BANYUMAS – Fenomena meningkatnya kasus stroke di Banyumas belakangan ini menjadi perhatian serius kalangan medis. Bukan hanya menyerang kalangan lansia, kini penyakit mematikan tersebut juga mulai mengintai usia produktif.
Data lokal menunjukkan, beberapa pejabat dan mantan pejabat di Banyumas dikabarkan menderita stroke—mulai dari mantan bupati, kepala dinas kesehatan, hingga direktur rumah sakit. Lonjakan kasus ini mendorong RSUD Ajibarang menggelar Seminar Hari Stroke bertajuk “Stroke Bukan Akhir: Pencegahan, Rehabilitasi, dan Harapan”, Minggu (26/10/2025).
Acara yang dihelat di aula RSUD Ajibarang itu berlangsung penuh antusiasme. Puluhan dokter dan perawat dari berbagai puskesmas serta klinik di sekitar Ajibarang hadir untuk memperdalam pengetahuan mereka tentang deteksi dan penanganan stroke.

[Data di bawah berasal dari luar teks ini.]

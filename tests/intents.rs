//! Tests for the POST /payments/intents endpoint.

use axum::{
    body::Body,
    http::{Request, StatusCode},
};
use serde_json::{Value, json};
use tower::ServiceExt;

mod common;
use common::*;

fn intent_request(token: Option<&str>, body: &Value) -> Request<Body> {
    let mut builder = Request::builder()
        .method("POST")
        .uri("/payments/intents")
        .header("content-type", "application/json");
    if let Some(token) = token {
        builder = builder.header("Authorization", format!("Bearer {}", token));
    }
    builder
        .body(Body::from(serde_json::to_string(body).unwrap()))
        .unwrap()
}

#[tokio::test]
async fn test_create_intent_without_credential_is_unauthorized() {
    let state = create_test_app_state();
    let app = payments_app(state);

    let body = json!({"invoice_id": "om_inv_x", "amount": 125.0});
    let response = app.oneshot(intent_request(None, &body)).await.unwrap();

    assert_eq!(response.status(), StatusCode::UNAUTHORIZED);
}

#[tokio::test]
async fn test_create_intent_with_nonpositive_amount_is_rejected() {
    let state = create_test_app_state();
    let raw = {
        let conn = state.db.get().unwrap();
        create_test_user_with_key(&conn, "ops@example.com").1
    };
    let app = payments_app(state);

    let body = json!({"invoice_id": "om_inv_x", "amount": 0.0});
    let response = app.oneshot(intent_request(Some(&raw), &body)).await.unwrap();

    assert_eq!(response.status(), StatusCode::BAD_REQUEST);
}

#[tokio::test]
async fn test_create_intent_for_unknown_invoice_is_not_found() {
    let state = create_test_app_state();
    let raw = {
        let conn = state.db.get().unwrap();
        create_test_user_with_key(&conn, "ops@example.com").1
    };
    let app = payments_app(state);

    let body = json!({"invoice_id": "om_inv_does_not_exist", "amount": 125.0});
    let response = app.oneshot(intent_request(Some(&raw), &body)).await.unwrap();

    assert_eq!(response.status(), StatusCode::NOT_FOUND);
}

#[tokio::test]
async fn test_create_intent_writes_no_record_when_processor_unreachable() {
    // The pending payment record is only written after the processor
    // returns an intent.
    let state = create_test_app_state();
    let (raw, invoice_id) = {
        let conn = state.db.get().unwrap();
        let (_, raw) = create_test_user_with_key(&conn, "ops@example.com");
        let invoice = create_test_invoice(&conn);
        (raw, invoice.id)
    };
    let app = payments_app(state.clone());

    let body = json!({"invoice_id": invoice_id, "amount": 125.0});
    let response = app.oneshot(intent_request(Some(&raw), &body)).await.unwrap();

    assert_eq!(response.status(), StatusCode::INTERNAL_SERVER_ERROR);

    let conn = state.db.get().unwrap();
    let record = queries::latest_succeeded_payment_record(&conn, &invoice_id).unwrap();
    assert!(record.is_none());
    let count: i64 = conn
        .query_row(
            "SELECT COUNT(*) FROM payment_records WHERE invoice_id = ?1",
            [&invoice_id],
            |row| row.get(0),
        )
        .unwrap();
    assert_eq!(count, 0);
}
use serde::{Deserialize, Serialize, Serializer};

use crate::id::{CHARGE_PREFIX, INTENT_PREFIX};

/// Locally stored row linking an invoice to a processor reference.
///
/// One row per payment attempt. Older rows carry only the payment intent
/// reference; newer ones store the charge reference directly. The refund
/// flow must tolerate both without a data migration.
#[derive(Debug, Clone, Serialize)]
pub struct PaymentRecord {
    pub id: String,
    pub invoice_id: String,
    pub reference: ProcessorReference,
    pub status: PaymentStatus,
    pub amount_cents: i64,
    pub created_at: i64,
}

/// How a stored payment references the processor's objects.
///
/// The prefix-sniffing rule lives in [`ProcessorReference::parse`], applied
/// once at the row-mapping boundary. Everything downstream dispatches on the
/// variant, never on the raw string.
#[derive(Debug, Clone, PartialEq, Eq)]
pub enum ProcessorReference {
    /// Direct charge reference (`ch_...`) - resolvable in one lookup.
    Charge(String),
    /// Payment intent reference (`pi_...`) - the charge is resolved by
    /// retrieving the intent with its latest charge expanded.
    Intent(String),
}

impl ProcessorReference {
    /// Disambiguate a stored reference by its processor prefix.
    pub fn parse(raw: &str) -> Option<Self> {
        if raw.starts_with(CHARGE_PREFIX) {
            Some(Self::Charge(raw.to_string()))
        } else if raw.starts_with(INTENT_PREFIX) {
            Some(Self::Intent(raw.to_string()))
        } else {
            None
        }
    }

    /// The stored string form.
    pub fn raw(&self) -> &str {
        match self {
            Self::Charge(s) | Self::Intent(s) => s,
        }
    }
}

impl Serialize for ProcessorReference {
    fn serialize<S: Serializer>(&self, serializer: S) -> Result<S::Ok, S::Error> {
        serializer.serialize_str(self.raw())
    }
}

#[derive(Debug, Clone, Copy, PartialEq, Eq, Serialize, Deserialize)]
#[serde(rename_all = "snake_case")]
pub enum PaymentStatus {
    Pending,
    Succeeded,
    Failed,
}

impl PaymentStatus {
    pub fn as_str(&self) -> &'static str {
        match self {
            Self::Pending => "pending",
            Self::Succeeded => "succeeded",
            Self::Failed => "failed",
        }
    }

    pub fn from_str(s: &str) -> Option<Self> {
        match s {
            "pending" => Some(Self::Pending),
            "succeeded" => Some(Self::Succeeded),
            "failed" => Some(Self::Failed),
            _ => None,
        }
    }
}

impl std::fmt::Display for PaymentStatus {
    fn fmt(&self, f: &mut std::fmt::Formatter<'_>) -> std::fmt::Result {
        write!(f, "{}", self.as_str())
    }
}

#[cfg(test)]
mod tests {
    use super::*;

    #[test]
    fn test_charge_refs_parse_to_charge_variant() {
        let parsed = ProcessorReference::parse("ch_3OqX1z2abc").unwrap();
        assert_eq!(parsed, ProcessorReference::Charge("ch_3OqX1z2abc".into()));
        assert_eq!(parsed.raw(), "ch_3OqX1z2abc");
    }

    #[test]
    fn test_intent_refs_parse_to_intent_variant() {
        let parsed = ProcessorReference::parse("pi_3OqX1z2abc").unwrap();
        assert_eq!(parsed, ProcessorReference::Intent("pi_3OqX1z2abc".into()));
    }

    #[test]
    fn test_unknown_prefixes_rejected() {
        assert!(ProcessorReference::parse("re_3OqX1z2abc").is_none());
        assert!(ProcessorReference::parse("om_pay_abc").is_none());
        assert!(ProcessorReference::parse("").is_none());
    }
}
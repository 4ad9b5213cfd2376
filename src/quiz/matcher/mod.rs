use crate::quiz::answers::AnswerSet;
use crate::quiz::definition::RecommendationRule;


#[derive(Clone, Debug, Eq, PartialEq)]
pub enum Outcome {
    Recommendation(String),
    NoMatch,
}

/// Finds the first rule, in list order, whose conditions are all among the
/// answers. Later rules never take precedence, even when more specific.
pub fn find_recommendation<'a>(
    answers: &AnswerSet,
    rules: &'a [RecommendationRule],
) -> Option<&'a RecommendationRule> {
    rules.iter().find(|rule| rule.is_satisfied_by(answers))
}

pub fn evaluate(answers: &AnswerSet, rules: &[RecommendationRule]) -> Outcome {
    match find_recommendation(answers, rules) {
        Some(rule) => Outcome::Recommendation(rule.recommendation.clone()),
        None => {
            log::debug!("No recommendation matches answers {}", answers);
            Outcome::NoMatch
        }
    }
}
use anyhow::Result;
use clap::{Parser, ValueEnum};
use std::io::{self, BufRead};
use std::path::PathBuf;
use std::process;
use std::sync::Arc;

use crate::output::terminal::TerminalOutput;
use crate::output::{Message, QuizOutput};
use crate::quiz::definition::{QuizDefinition, Shape};
use crate::quiz::{Phase, Session};
use crate::settings::{Format, Settings, DEFAULT_NO_MATCH_MESSAGE};

mod output;
mod quiz;
mod settings;

const QUIT_COMMAND: &str = "q";

#[derive(Clone, Copy, Debug, ValueEnum)]
enum FormatArg {
    Csv,
    Json,
}

#[derive(Clone, Copy, Debug, ValueEnum)]
enum ShapeArg {
    Rows,
    Grouped,
}

impl From<ShapeArg> for Shape {
    fn from(shape: ShapeArg) -> Self {
        match shape {
            ShapeArg::Rows => Shape::Rows,
            ShapeArg::Grouped => Shape::Grouped,
        }
    }
}

/// Walks through a diagnostic questionnaire and recommends the first
/// support whose conditions match your answers.
#[derive(Debug, Parser)]
#[command(version)]
struct Args {
    /// Where the question and recommendation data comes from
    #[arg(long, value_enum, default_value = "json")]
    format: FormatArg,

    /// Directory holding questions.<ext> and recommendations.<ext>
    #[arg(long)]
    data_dir: Option<PathBuf>,

    /// Path to the question data, overriding the data directory
    #[arg(long)]
    questions: Option<PathBuf>,

    /// Path to the recommendation data, overriding the data directory
    #[arg(long)]
    recommendations: Option<PathBuf>,

    /// Layout of the JSON question file
    #[arg(long, value_enum, default_value = "rows")]
    question_shape: ShapeArg,

    /// Layout of the JSON recommendation file
    #[arg(long, value_enum, default_value = "rows")]
    rule_shape: ShapeArg,

    /// Text shown when no recommendation matches
    #[arg(long, default_value = DEFAULT_NO_MATCH_MESSAGE)]
    no_match_message: String,
}

impl From<Args> for Settings {
    fn from(args: Args) -> Self {
        Settings {
            format: match args.format {
                FormatArg::Csv => Format::Spreadsheet,
                FormatArg::Json => Format::Json,
            },
            data_dir: args.data_dir,
            questions: args.questions,
            recommendations: args.recommendations,
            question_shape: args.question_shape.into(),
            rule_shape: args.rule_shape.into(),
            no_match_message: args.no_match_message,
        }
    }
}

fn load(settings: &Settings) -> Result<QuizDefinition> {
    let source = settings.data_source()?;
    QuizDefinition::open(&source)
}

/// `q` quits unless it names an option of the question being asked.
fn wants_to_quit<O: QuizOutput>(session: &Session<O>, input: &str) -> bool {
    input.eq_ignore_ascii_case(QUIT_COMMAND)
        && session
            .current_question()
            .and_then(|question| question.find_option(input))
            .is_none()
}

fn run<O: QuizOutput>(session: &mut Session<O>) -> Result<()> {
    let stdin = io::stdin();
    for line in stdin.lock().lines() {
        let line = line?;
        let input = line.trim();
        if wants_to_quit(session, input) {
            break;
        }
        if session.is_over() {
            session.restart();
            session.start()?;
        } else if *session.get_phase() == Phase::Startup {
            session.start()?;
        } else {
            session.select(input)?;
            if session.is_over() {
                log::info!("Quiz finished with answers {}", session.get_answers());
            }
        }
    }
    Ok(())
}

fn main() {
    pretty_env_logger::init();

    let settings: Settings = Args::parse().into();
    let output = TerminalOutput::new();

    let definition = match load(&settings) {
        Ok(definition) => definition,
        Err(e) => {
            log::error!("Could not load quiz data: {:#}", e);
            output.say(&Message::LoadFailed(format!("{:#}", e)));
            process::exit(1);
        }
    };

    let mut session = Session::new(Arc::new(definition), &settings.no_match_message, output);
    if let Err(e) = run(&mut session) {
        log::error!("{:#}", e);
        process::exit(1);
    }
}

Direktur RSUD Ajibarang sekaligus Spesialis Saraf, dr. Noegroho Harbani, M.Sc., Sp.S., menuturkan bahwa peringatan Hari Stroke Sedunia 29 Oktober ini menjadi momentum untuk meningkatkan kewaspadaan publik.

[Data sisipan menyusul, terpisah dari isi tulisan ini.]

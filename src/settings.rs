use anyhow::{Context, Result};
use directories_next::BaseDirs;
use std::path::{Path, PathBuf};

use crate::quiz::definition::{DataSource, Shape};

const LOCAL_DATA_DIR: &str = "data";
const APPLICATION_DIR: &str = "diagnostic-quiz";

pub const DEFAULT_NO_MATCH_MESSAGE: &str = "We could not find any support that fits your answers.";

#[derive(Clone, Copy, Debug, Eq, PartialEq)]
pub enum Format {
    Spreadsheet,
    Json,
}

impl Format {
    fn extension(&self) -> &'static str {
        match self {
            Format::Spreadsheet => "csv",
            Format::Json => "json",
        }
    }
}

#[derive(Clone, Debug)]
pub struct Settings {
    pub format: Format,
    pub data_dir: Option<PathBuf>,
    pub questions: Option<PathBuf>,
    pub recommendations: Option<PathBuf>,
    pub question_shape: Shape,
    pub rule_shape: Shape,
    pub no_match_message: String,
}

impl Default for Settings {
    fn default() -> Self {
        Settings {
            format: Format::Json,
            data_dir: None,
            questions: None,
            recommendations: None,
            question_shape: Shape::Rows,
            rule_shape: Shape::Rows,
            no_match_message: DEFAULT_NO_MATCH_MESSAGE.to_owned(),
        }
    }
}

fn get_default_data_dir() -> Result<PathBuf> {
    let local = Path::new(LOCAL_DATA_DIR);
    if local.is_dir() {
        return Ok(local.to_path_buf());
    }
    let mut dir = BaseDirs::new()
        .context("could not locate system directories")?
        .data_dir()
        .to_path_buf();
    dir.push(APPLICATION_DIR);
    Ok(dir)
}

impl Settings {
    pub fn data_source(&self) -> Result<DataSource> {
        let data_dir = match &self.data_dir {
            Some(dir) => dir.clone(),
            None => get_default_data_dir()?,
        };
        let extension = self.format.extension();
        let questions = self
            .questions
            .clone()
            .unwrap_or_else(|| data_dir.join(format!("questions.{}", extension)));
        let recommendations = self
            .recommendations
            .clone()
            .unwrap_or_else(|| data_dir.join(format!("recommendations.{}", extension)));

        Ok(match self.format {
            Format::Spreadsheet => DataSource::Spreadsheet {
                questions,
                recommendations,
            },
            Format::Json => DataSource::Json {
                questions,
                recommendations,
                question_shape: self.question_shape,
                rule_shape: self.rule_shape,
            },
        })
    }
}
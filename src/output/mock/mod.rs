use parking_lot::RwLock;
use std::sync::Arc;

use crate::output::{Message, QuizOutput};

#[derive(Clone, Default)]
pub struct MockQuizOutput {
    messages: Arc<RwLock<Vec<Message>>>,
}

impl MockQuizOutput {
    pub fn new() -> Self {
        Self::default()
    }

    pub fn flush(&self) -> Vec<Message> {
        std::mem::replace(&mut *self.messages.write(), Vec::new())
    }

    pub fn contains_message(&self, message: &Message) -> bool {
        self.messages.read().iter().any(|m| m == message)
    }
}

impl QuizOutput for MockQuizOutput {
    fn say(&self, message: &Message) {
        self.messages.write().push(message.clone());
    }
}
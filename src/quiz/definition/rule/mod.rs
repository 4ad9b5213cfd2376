use serde::{Deserialize, Serialize};

use crate::quiz::answers::AnswerSet;

use super::{tokens_from_scalars, truthy_text, RawRow};


const CONDITION_FIELD_PREFIX: &str = "condition";
const RECOMMENDATION_FIELD: &str = "recommendation";

#[derive(Clone, Debug, Deserialize, Eq, PartialEq, Serialize)]
pub struct RecommendationRule {
    #[serde(deserialize_with = "tokens_from_scalars")]
    pub conditions: Vec<String>,
    pub recommendation: String,
}

impl RecommendationRule {
    /// A rule is satisfied when every one of its conditions was given as an
    /// answer. Rules without conditions are never satisfied.
    pub fn is_satisfied_by(&self, answers: &AnswerSet) -> bool {
        !self.conditions.is_empty() && self.conditions.iter().all(|c| answers.contains_value(c))
    }

    fn from_row(row: &RawRow) -> Option<RecommendationRule> {
        let conditions: Vec<String> = row
            .iter()
            .filter(|(field, _)| field.starts_with(CONDITION_FIELD_PREFIX))
            .filter_map(|(_, value)| truthy_text(Some(value)))
            .collect();
        if conditions.is_empty() {
            return None;
        }
        let recommendation = truthy_text(row.get(RECOMMENDATION_FIELD))?;
        Some(RecommendationRule {
            conditions,
            recommendation,
        })
    }
}

pub enum RuleInput {
    RawRows(Vec<RawRow>),
    PreNormalized(Vec<RecommendationRule>),
}

pub fn normalize_rules(input: RuleInput) -> Vec<RecommendationRule> {
    match input {
        RuleInput::PreNormalized(rules) => rules,
        RuleInput::RawRows(rows) => rows
            .iter()
            .enumerate()
            .filter_map(|(index, row)| {
                let rule = RecommendationRule::from_row(row);
                if rule.is_none() {
                    log::debug!(
                        "Skipping recommendation row {}: no conditions or no recommendation",
                        index
                    );
                }
                rule
            })
            .collect(),
    }
}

“Kami berpikir, orang-orang yang punya fasilitas saja bisa kena stroke, apalagi masyarakat awam. Di Banyumas, banyak pejabat kena stroke. Ini menunjukkan betapa seriusnya penyakit ini,” ujar dr. Noegroho.
Seminar tersebut menghadirkan dua pembicara inspiratif: dr. Noegroho Harbani sendiri dan Dr. dr. Abdul Gofir, M.D.c., Sp.N., Subsp., staf pengajar Neurologi Fakultas Kedokteran UGM sekaligus dokter di RSUP Dr. Sardjito Yogyakarta. Menariknya, keduanya merupakan penyintas stroke yang kini aktif berbagi pengalaman dan pengetahuan kepada tenaga medis.
Dr. Gofir dikenal luas sebagai konsultan stroke sekaligus pengarang buku dan penemu obat untuk pasien pasca-stroke. Materi yang disampaikan keduanya menekankan pentingnya Golden Period—masa emas penanganan stroke di mana tindakan cepat dapat menyelamatkan nyawa dan mengurangi risiko cacat.
“Harapan kami, teman-teman di puskesmas punya kemampuan deteksi dini yang akurat, sehingga rujukan dan pengobatan bisa lebih tepat,” terang dr. Noegroho.
Lebih lanjut, ia mengingatkan bahwa kelompok rawan stroke kini semakin meluas. Tak hanya perempuan pasca-menopause dan pria berusia di atas 50 tahun, tetapi juga usia produktif di bawah 50 tahun mulai banyak terjangkit.
“Dengan gaya hidup yang makin tidak sehat dan tingkat stres yang tinggi, stroke kini banyak menyerang usia produktif. Ini yang harus kita waspadai bersama,” tambahnya.
Salah satu peserta seminar, dr. Varista Rahmalia dari Puskesmas Purwojati, mengaku mendapatkan manfaat besar dari kegiatan tersebut.
“Sebagai dokter di puskesmas, kami sering menemui pasien dengan gejala stroke. Pengetahuan seperti ini sangat penting untuk penanganan cepat di lapangan,” ungkapnya.
Melalui seminar ini, RSUD Ajibarang berharap muncul gelombang kesadaran baru di kalangan tenaga medis dan masyarakat Banyumas. Pesan utamanya jelas: stroke bukan akhir, selama kita peka terhadap tanda-tandanya dan bertindak cepat.